● **Brief**
Give again, word for word, every line in the entries below from the line with "pub fn touching_pairs(&self)" up to and including the line with "pub fn body_velocity(&self, body: RigidBodyHandle)", and no other line.

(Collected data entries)
^^^^^^^^^^^^^^^^
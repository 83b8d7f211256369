//! Thin wrapper around the rapier rigid-body engine.
//!
//! # Architecture
//!
//! Every sub-step runs:
//!
//! 1. Integrate bodies and detect contacts (rapier pipeline)
//! 2. Buffer begin/end notifications in an [`EventCollector`]
//! 3. Hand the buffered notifications back to the caller for routing
//!
//! Bodies get their mass and moment of inertia explicitly; every collider has
//! zero density so the engine never derives mass from geometry. Static
//! geometry is inserted as parent-less colliders, which act as the static
//! anchor.

pub mod collider;
pub mod contact;
pub mod events;

use glam::DVec2;
use rapier2d_f64::parry::query as parry_query;
use rapier2d_f64::prelude::{
    ActiveEvents, CCDSolver, CoefficientCombineRule, ColliderBuilder, ColliderHandle, ColliderSet,
    DefaultBroadPhase, ImpulseJointSet, IntegrationParameters, IslandManager, Isometry,
    MassProperties, MultibodyJointSet, NarrowPhase, PhysicsPipeline, Point, Real,
    RigidBodyBuilder, RigidBodyHandle, RigidBodySet, Vector,
};

use self::collider::{to_point, CollisionTag, CollisionTags, Material, PreparedShape};
use self::contact::{ContactDetail, RawCollision};
use self::events::EventCollector;

/// Configuration for the wrapped engine.
#[derive(Debug, Clone)]
pub struct PhysicsConfig {
    /// Downward gravitational acceleration. Default: 9.8.
    pub gravity: f64,
    /// Fixed sub-step size in seconds. Default: 0.01.
    pub basic_timestep: f64,
    /// Interaction-group bits per collision tag.
    pub tags: CollisionTags,
}

impl Default for PhysicsConfig {
    fn default() -> Self {
        Self {
            gravity: 9.8,
            basic_timestep: 0.01,
            tags: CollisionTags::default(),
        }
    }
}

#[inline]
fn to_vector(v: DVec2) -> Vector<Real> {
    Vector::new(v.x, v.y)
}

#[inline]
fn from_vector(v: &Vector<Real>) -> DVec2 {
    DVec2::new(v.x, v.y)
}

/// Owns the engine state: body and collider sets plus the stepping pipeline.
pub struct PhysicsEngine {
    tags: CollisionTags,
    gravity: Vector<Real>,
    params: IntegrationParameters,
    pipeline: PhysicsPipeline,
    islands: IslandManager,
    broad_phase: DefaultBroadPhase,
    narrow_phase: NarrowPhase,
    bodies: RigidBodySet,
    colliders: ColliderSet,
    impulse_joints: ImpulseJointSet,
    multibody_joints: MultibodyJointSet,
    ccd_solver: CCDSolver,
    events: EventCollector,
}

impl PhysicsEngine {
    /// Create an empty simulation space.
    pub fn new(config: &PhysicsConfig) -> Self {
        let params = IntegrationParameters {
            dt: config.basic_timestep,
            ..Default::default()
        };
        Self {
            tags: config.tags,
            gravity: Vector::new(0.0, -config.gravity),
            params,
            pipeline: PhysicsPipeline::new(),
            islands: IslandManager::new(),
            broad_phase: DefaultBroadPhase::new(),
            narrow_phase: NarrowPhase::new(),
            bodies: RigidBodySet::new(),
            colliders: ColliderSet::new(),
            impulse_joints: ImpulseJointSet::new(),
            multibody_joints: MultibodyJointSet::new(),
            ccd_solver: CCDSolver::new(),
            events: EventCollector::new(),
        }
    }

    pub fn tags(&self) -> &CollisionTags {
        &self.tags
    }

    /// Downward gravity magnitude.
    pub fn gravity(&self) -> f64 {
        -self.gravity.y
    }

    pub fn set_gravity(&mut self, gravity: f64) {
        self.gravity = Vector::new(0.0, -gravity);
        for (_, body) in self.bodies.iter_mut() {
            body.wake_up(true);
        }
    }

    /// Insert a dynamic body at `position` with explicit mass and moment.
    pub fn create_body(&mut self, position: DVec2, mass: f64, moment: f64) -> RigidBodyHandle {
        let body = RigidBodyBuilder::dynamic()
            .translation(to_vector(position))
            .additional_mass_properties(MassProperties::new(Point::origin(), mass, moment))
            .build();
        let handle = self.bodies.insert(body);
        if let Some(b) = self.bodies.get_mut(handle) {
            b.recompute_mass_properties_from_colliders(&self.colliders);
        }
        handle
    }

    /// Attach a prepared shape to `parent`, or to the static anchor when `parent` is `None`.
    pub fn attach(
        &mut self,
        prepared: PreparedShape,
        material: Material,
        tag: CollisionTag,
        parent: Option<RigidBodyHandle>,
    ) -> ColliderHandle {
        let sensor = matches!(tag, CollisionTag::Sensor | CollisionTag::Blocked);
        let collider = ColliderBuilder::new(prepared.shape)
            .position(prepared.offset)
            .density(0.0)
            .restitution(material.elasticity)
            .friction(material.friction)
            .restitution_combine_rule(CoefficientCombineRule::Multiply)
            .friction_combine_rule(CoefficientCombineRule::Multiply)
            .sensor(sensor)
            .collision_groups(self.tags.interaction_groups(tag))
            .active_events(ActiveEvents::COLLISION_EVENTS)
            .build();
        match parent {
            Some(body) => {
                let handle = self
                    .colliders
                    .insert_with_parent(collider, body, &mut self.bodies);
                // Additional mass only reaches the effective mass on recompute.
                if let Some(b) = self.bodies.get_mut(body) {
                    b.recompute_mass_properties_from_colliders(&self.colliders);
                }
                handle
            }
            None => self.colliders.insert(collider),
        }
    }

    /// Advance the simulation by `dt` and return the notifications it produced.
    pub fn step(&mut self, dt: f64) -> Vec<RawCollision> {
        self.params.dt = dt;
        self.pipeline.step(
            &self.gravity,
            &self.params,
            &mut self.islands,
            &mut self.broad_phase,
            &mut self.narrow_phase,
            &mut self.bodies,
            &mut self.colliders,
            &mut self.impulse_joints,
            &mut self.multibody_joints,
            &mut self.ccd_solver,
            None,
            &(),
            &self.events,
        );
        self.events.drain()
    }

    /// Shape pairs currently in physical contact.
    pub fn touching_pairs(&self) -> Vec<(ColliderHandle, ColliderHandle, ContactDetail)> {
        self.narrow_phase
            .contact_pairs()
            .filter(|pair| pair.has_any_active_contact)
            .map(|pair| (pair.collider1, pair.collider2, ContactDetail::from_pair(pair)))
            .collect()
    }

    // -----------------------------------------------------------------------
    // Body state
    // -----------------------------------------------------------------------

    pub fn body_position(&self, body: RigidBodyHandle) -> Option<DVec2> {
        self.bodies.get(body).map(|b| from_vector(b.translation()))
    }

    pub fn body_angle(&self, body: RigidBodyHandle) -> Option<f64> {
        self.bodies.get(body).map(|b| b.rotation().angle())
    }

    pub fn body_velocity(&self, body: RigidBodyHandle) -> Option<DVec2> {
        self.bodies.get(body).map(|b| from_vector(b.linvel()))
    }

    pub fn body_angular_velocity(&self, body: RigidBodyHandle) -> Option<f64> {
        self.bodies.get(body).map(|b| b.angvel())
    }

    pub fn set_body_pose(&mut self, body: RigidBodyHandle, position: DVec2, angle: f64) -> bool {
        match self.bodies.get_mut(body) {
            Some(b) => {
                b.set_position(Isometry::new(to_vector(position), angle), true);
                true
            }
            None => false,
        }
    }

    pub fn set_body_velocity(&mut self, body: RigidBodyHandle, velocity: DVec2) -> bool {
        match self.bodies.get_mut(body) {
            Some(b) => {
                b.set_linvel(to_vector(velocity), true);
                true
            }
            None => false,
        }
    }

    pub fn apply_impulse(&mut self, body: RigidBodyHandle, impulse: DVec2, point: DVec2) -> bool {
        match self.bodies.get_mut(body) {
            Some(b) => {
                b.apply_impulse_at_point(to_vector(impulse), to_point(point), true);
                true
            }
            None => false,
        }
    }

    // -----------------------------------------------------------------------
    // Collider queries
    // -----------------------------------------------------------------------

    pub fn set_material(&mut self, collider: ColliderHandle, material: Material) {
        if let Some(c) = self.colliders.get_mut(collider) {
            c.set_restitution(material.elasticity);
            c.set_friction(material.friction);
        }
    }

    pub fn contains_point(&self, collider: ColliderHandle, point: DVec2) -> bool {
        self.colliders
            .get(collider)
            .is_some_and(|c| c.shape().contains_point(c.position(), &to_point(point)))
    }

    /// Distance from `point` to the shape boundary, negative inside.
    pub fn distance_to_point(&self, collider: ColliderHandle, point: DVec2) -> Option<f64> {
        self.colliders
            .get(collider)
            .map(|c| c.shape().distance_to_point(c.position(), &to_point(point), false))
    }

    /// True if the two colliders currently overlap.
    pub fn colliders_intersect(&self, a: ColliderHandle, b: ColliderHandle) -> bool {
        match (self.colliders.get(a), self.colliders.get(b)) {
            (Some(ca), Some(cb)) => {
                parry_query::intersection_test(ca.position(), ca.shape(), cb.position(), cb.shape())
                    .unwrap_or_else(|err| {
                        tracing::warn!("unsupported shape pair in overlap test: {:?}", err);
                        false
                    })
            }
            _ => false,
        }
    }

    /// True if a probe shape placed at `position` overlaps any collider the
    /// `probe` tag interacts with. The probe is never inserted.
    pub fn probe_overlaps(
        &self,
        probe: &PreparedShape,
        position: DVec2,
        tag: CollisionTag,
    ) -> bool {
        let pose = Isometry::new(to_vector(position), 0.0) * probe.offset;
        let filter = self.tags.filter(tag);
        self.colliders.iter().any(|(_, c)| {
            if c.collision_groups().memberships.bits() & filter == 0 {
                return false;
            }
            parry_query::intersection_test(&pose, &*probe.shape, c.position(), c.shape())
                .unwrap_or_else(|err| {
                    tracing::warn!("unsupported shape pair in placement probe: {:?}", err);
                    false
                })
        })
    }
}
^^^^^^^^^^^^^^^^
● **Problem solution**
    pub fn touching_pairs(&self) -> Vec<(ColliderHandle, ColliderHandle, ContactDetail)> {
        self.narrow_phase
            .contact_pairs()
            .filter(|pair| pair.has_any_active_contact)
            .map(|pair| (pair.collider1, pair.collider2, ContactDetail::from_pair(pair)))
            .collect()
    }

    // -----------------------------------------------------------------------
    // Body state
    // -----------------------------------------------------------------------

    pub fn body_position(&self, body: RigidBodyHandle) -> Option<DVec2> {
        self.bodies.get(body).map(|b| from_vector(b.translation()))
    }

    pub fn body_angle(&self, body: RigidBodyHandle) -> Option<f64> {
        self.bodies.get(body).map(|b| b.rotation().angle())
    }

    pub fn body_velocity(&self, body: RigidBodyHandle) -> Option<DVec2> {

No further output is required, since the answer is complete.